“From Emcee to Lawyer: Learning the Business of Music”
In 1997, the lyrics to Tracey Lee’s smash, The Theme (It’s Party Time) could be heard in every club from the east to west coast, and Tracey could be seen on national television shows such as BET Rap City: The Basement, HBO’s ARLI$$ and more. From the success of a popular single, there can be ups and downs, as Tracey found out shortly after the release of his first album, Many Facez. Now, let’s start from the beginning……
Raised in the city of brotherly love, Tracey first fell in love with hip-hop at 9 years old when he heard Sugar Hill Gang’s, Rappers Delight. Tracey then wrote his first rhyme when he was 11 years old and knew he wanted to be an entertainer and successful emcee. After graduating from Howard University with a degree in Communications, Tracey inked a recording deal with Bystorm, a subsidiary of Universal Records founded by music industry executive, Mark Pitts. The Theme, which settled on Billboard’s Top 100 for thirty-seven weeks, was an immediate smash and catapulted Tracey to stardom overnight.
As a rising star in hip-hop, Tracey had the opportunity to be a part of some amazing collaborations with award-winning artists such as Busta Rhymes, Kanye West and the popular Keep Ya Hands High collabo with Notorious B.I.G. “That was the most incredible experience for me as a signed artist. During our session, BIG taught me more about the game than I had known at that particular time. He was the first artist that I witnessed write without a pen and paper, which inspired me to eventually write lyrics in my head (without pen, paper, Blackberry, Android, iPad, etc…). His skillset on the mic is unmatched to this day,” remembers Tracey.

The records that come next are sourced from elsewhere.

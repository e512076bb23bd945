//! State cells and change propagation, built on [`nami`].
//!
//! A cell is a [`nami::Binding`]. Writing it stores the value and then calls every
//! watcher synchronously. That is all a write does: watchers installed by a
//! render-root merely mark the root dirty, and rendering happens later at the
//! scheduler's coalescing point.
//!
//! - [`State`] is the owned flavor: one component creates it and hands out
//!   [`Binding`]s to it.
//! - [`Binding`] is the referenced flavor, a read/write handle into a cell owned
//!   elsewhere. `Binding::constant` discards writes; `Binding::mapping` projects a
//!   sub-value.
//! - [`ObservableObject`] groups named [`Published`] fields behind one notification
//!   per external mutation.
//!
//! Every `watch` returns a guard; dropping it unsubscribes.

mod object;
mod state;

pub use nami;
pub use nami::{
    Binding, Signal,
    watcher::{BoxWatcherGuard, Context, WatcherGuard},
};
pub use object::{ObservableObject, Published};
pub use state::State;
//! Error types.
//!
//! Reconciliation never fails outright: a [`ReconcileError`] describes a condition
//! the engine recovered from, recorded in [`Diagnostics`](crate::Diagnostics).

use std::num::ParseIntError;

use ripple_core::{HandlerId, Identity, NodePath};

/// A recoverable condition met while reconciling or dispatching.
#[derive(Debug, Clone, PartialEq, Eq, thiserror::Error)]
pub enum ReconcileError {
    /// Several siblings carried the same key.
    #[error("{count} siblings under {path} share {identity}")]
    StructuralAmbiguity {
        /// Path of the parent node.
        path: NodePath,
        /// The duplicated identity.
        identity: Identity,
        /// Number of siblings carrying it.
        count: usize,
    },
    /// An event was dispatched to a handler that is not registered (anymore).
    #[error("no live handler registered for {0}")]
    HandlerNotFound(HandlerId),
}

/// Invalid configuration value.
#[derive(Debug, Clone, PartialEq, Eq, thiserror::Error)]
pub enum ConfigError {
    /// The value is not a non-negative integer.
    #[error("{variable}: expected a number, got {value:?}")]
    InvalidNumber {
        /// The variable read.
        variable: &'static str,
        /// The rejected value.
        value: String,
        /// The parse failure.
        #[source]
        source: ParseIntError,
    },
    /// The value must be at least one.
    #[error("{variable} must be at least 1")]
    Zero {
        /// The variable read.
        variable: &'static str,
    },
    /// The duplicate key policy is unknown.
    #[error("{variable}: unknown duplicate key policy {value:?}, expected `shadow` or `positional`")]
    UnknownPolicy {
        /// The variable read.
        variable: &'static str,
        /// The rejected value.
        value: String,
    },
}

After the moderate success of Many Facez, Tracey recorded a second album that was not properly promoted and marketed, and he was eventually dropped from the label. After this professional blow, it prompted Tracey to seek additional education in an effort to become more knowledgeable about the legal side of the music business. As a result, he earned a Juris Doctorate (J.D.) Degree from Southern University Law Center making Tracey the FIRST former major label hip-hop artist to earn the title Esq. after his name. Tracey says, “Obtaining a law degree was a natural progression. I decided instead of being upset with the music game and the players, let me learn about the game and contractual jargon.” Some of his clients have included: Grammy-nominated artist Eric Roberson, Invisible Productions (for Kelly Rowland, Solange Knowles and Kobe Bryant) and DJ Young Guru (former tour DJ & Engineer for Jay Z).
Even though Tracey had a J.D. under his belt, he still had passion for music and decided to return as an independent artist under the LLeft Entertainment label, a company he co-owns with his wife, Lori Nelson Lee. So, after 20 years of being benched, Tracey re-enters the game with the release of his new album, ESQ. The Revelation. On the album, Tracey worked with fellow Howard alum Eric Roberson on two songs, Howard Girls and The Hunger. DJ and Grammy award-winning Engineer, Young Guru produced Devil’s Advocate. Guru also did the scratches on the single entitled, Pro Bono. The album also highlights two up and coming artists; Bryan Pace, who performed and produced Weight and Vision, and Ms. Cherokee aka Em Cee, who performed on Back Home.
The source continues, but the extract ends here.